FOR THE BIRDS
On July 26, Blue Jay manager Jimy Williams yanked MVP outfielder George Bell from a game and benched him indefinitely for making a defensive mistake and shouting at Williams in the dugout afterward. The next morning several Toronto pitchers were sitting around the visitors' clubhouse in Minnesota talking about the team's sorry situation. Somebody shouted at starter Jimmy Key, "You're a lifer!" Key cringed and replied, "No way." And another player warned pitcher Dave Stieb that he'd better get hurt quick because if he pitches 225 innings, the option on his contract will automatically be renewed and he'll have to stay in Toronto. And a third groaned, "It's only going to get worse around here."
Indeed, the in-house fight that started in spring training when Williams moved Bell to designated hitter and center-fielder Lloyd Moseby to left, has mushroomed into a full-scale war that is tearing apart a team that should be in the thick of the American League East race, but instead was languishing in sixth place at week's end. Bell has simply refused to back down on his vow to get Williams fired, and Toronto general manager Pat Gillick has refused to give in to Bell—he feels that capitulating would send the players the message that a blatant disregard for the team is not only tolerated but also rewarded. The only solution to the impasse, as Gillick sees it, is to trade Bell—which he tried vainly to do last week—along with outfielder Jesse Barfield, pitcher Jim Clancy and catcher Ernie Whitt.
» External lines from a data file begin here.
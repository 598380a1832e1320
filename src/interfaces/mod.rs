pub mod report;

pub use report::AnalysisReporter;
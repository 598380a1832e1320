use crate::domain::clustering::{AssignmentRow, ClusterAssignment};
use crate::domain::errors::{AnalysisError, AnalysisResult};
use crate::domain::features::CompleteFeatures;
use std::collections::BTreeMap;

/// Joins cluster labels back onto instruments.
///
/// Labels are matched by symbol, never by row position, and the reported
/// mean ratio comes from the raw (un-normalized) feature values.
pub struct ResultAggregator;

impl ResultAggregator {
    /// Pairs each clustered symbol with its label.
    pub fn label_by_symbol(
        symbols: &[String],
        labels: &[usize],
    ) -> AnalysisResult<BTreeMap<String, usize>> {
        if symbols.len() != labels.len() {
            return Err(AnalysisError::LabelCountMismatch {
                labels: labels.len(),
                rows: symbols.len(),
            });
        }
        Ok(symbols.iter().cloned().zip(labels.iter().copied()).collect())
    }

    /// One row per instrument of `features`; every instrument must carry a label.
    pub fn aggregate(
        features: &CompleteFeatures,
        labels: &BTreeMap<String, usize>,
    ) -> AnalysisResult<ClusterAssignment> {
        if labels.len() != features.len() {
            return Err(AnalysisError::LabelCountMismatch {
                labels: labels.len(),
                rows: features.len(),
            });
        }

        let mut assignment = ClusterAssignment::new();
        for (symbol, mean) in features.symbols().iter().zip(features.row_means()) {
            let cluster_label =
                *labels
                    .get(symbol)
                    .ok_or_else(|| AnalysisError::LabelCountMismatch {
                        labels: labels.len(),
                        rows: features.len(),
                    })?;

            assignment.insert(AssignmentRow {
                symbol: symbol.clone(),
                mean_efficiency_ratio: mean,
                cluster_label,
            });
        }
        Ok(assignment)
    }
}

#[cfg(test)]
mod tests {
    use super::*;
    use crate::domain::features::{FeatureMatrix, FeatureRow};

    fn features() -> CompleteFeatures {
        let rows = vec![
            FeatureRow {
                symbol: "US30".to_string(),
                values: vec![Some(0.2), Some(0.4)],
            },
            FeatureRow {
                symbol: "GER40".to_string(),
                values: vec![Some(0.6), Some(0.8)],
            },
        ];
        FeatureMatrix::new(vec![6, 7], rows)
            .unwrap()
            .complete_rows()
            .unwrap()
    }

    #[test]
    fn test_labels_join_by_symbol() {
        let mut labels = BTreeMap::new();
        labels.insert("GER40".to_string(), 0);
        labels.insert("US30".to_string(), 1);

        let assignment = ResultAggregator::aggregate(&features(), &labels).unwrap();
        let us30 = assignment.get("US30").unwrap();
        assert_eq!(us30.cluster_label, 1);
        assert!((us30.mean_efficiency_ratio - 0.3).abs() < 1e-12);
        assert_eq!(assignment.label_of("GER40"), Some(0));
    }

    #[test]
    fn test_label_count_must_match() {
        let err = ResultAggregator::label_by_symbol(&["US30".to_string()], &[0, 1]).unwrap_err();
        assert_eq!(err, AnalysisError::LabelCountMismatch { labels: 2, rows: 1 });

        let mut labels = BTreeMap::new();
        labels.insert("US30".to_string(), 0);
        labels.insert("NAS100".to_string(), 1);
        assert!(ResultAggregator::aggregate(&features(), &labels).is_err());
    }
}
pub mod assignment;
pub mod family;
pub mod selection;

pub use assignment::{AssignmentRow, ClusterAssignment, ClusterSummary};
pub use family::{ClusteringFamily, InformationCriterion};
pub use selection::{CountSelection, DegradedReason, SelectionConfidence, SelectionMethod};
The Blue Jay management thinks that Bell is acting as irrationally as he did during the 1985 American League Championship Series, when after he was called out at third base on a close play, he accused the umpires of being prejudiced against players from his native Dominican Republic and also against teams from Canada. For his part, Bell contends that Williams has held a grudge against him since long before the DH showdown. "Everybody writes about my attitude. What about his attitude?" Bell said to Wayne Parrish of The Toronto Sun. " Jimy Williams said to me [during one of their many confrontations], that if it wasn't for baseball, I'd be in the Dominican Republic cutting sugarcane" Bell also told Parrish that if the club wants to get out of the 1989 part of his two-year, $4 million contract, "They can tear the contract up."
YOU FIGURE IT
The Yankees have made some baffling moves lately. First, why did they announce early that they weren't interested in pitcher Mike Boddicker, thereby helping rival Boston work out a deal for him last week with the Orioles? Second, why did they trade with the Mariners for designated hitter Ken Phelps? Several scouts believe that Phelps is a power-alley hitter, which as one of them puts it, makes him "as unsuited to Yankee Stadium as [former Yankee outfielder] Steve Kemp." Another scout adds, "Every time they get Phelps into the lineup, they weaken themselves defensively in at least three positions." It sure makes other clubs happy when the best first baseman in the league, Don Mattingly, has to play outfield.
A ROYAL MESS
Though the Blue Jays are a major disappointment, the No. 1 flop this season has to be the Royals, who have been crippled by all sorts of internal problems. Manager John Wathan has apparently lost control of the team and is frequently being second-guessed by the players. Veterans say the clubhouse atmosphere has never been worse, with definable cliques and open hostility between the everyday players and the pitchers. There have also been hints of racial tension. The three most recent team fights have matched a black player against a white player, inspiring second baseman Frank White to ask, "Why haven't we seen two whites fight, or two blacks fight? It's always black-white. That's not just a coincidence."
In one incident earlier in the season, outfielder Bo Jackson got into an argument with third baseman Kevin Seitzer about the treatment of a woman camera operator who occasionally visits the Royals' clubhouse. One thing led to another, and suddenly Jackson hooked his arm around Seitzer's neck, lifted him a foot off the ground and slammed his head against the team's indoor batting cage. The other fights pitted outfielder Willie Wilson against first baseman George Brett, and outfielder Danny Tartabull against pitcher Bret Saberhagen.
The Royals starting rotation went 16 straight games without a win before Saberhagen's 6-2 decision against the Orioles on Friday. To remedy the situation, the Royals shipped catcher Mike Macfarlane to the minors, even though he was hitting .265 with four homers and 26 RBIs, and brought up Larry Owen from the Omaha Royals. Wathan and G.M. John Schuerholz claimed that Macfarlane had become ineffective behind the plate, but others felt he was being used as a scapegoat for the pitching woes and had been stabbed in the back by K.C.'s pitchers. Since he was criticized in early April nobody had even hinted to Macfarlane that he was calling a bad game. Said one disgusted Royals veteran, "The manager we have is a former catcher. Why doesn't he call the pitches? All this shows is that the pitchers are running this team, no one else."
One pitcher who came to Macfarlane's defense was Charlie Leibrandt, despite the fact that he had a 6-11 record through Sunday. "I've got no one to blame but myself; it certainly wasn't Mike's fault," he said. "I'm shocked because I thought he was doing a nice job."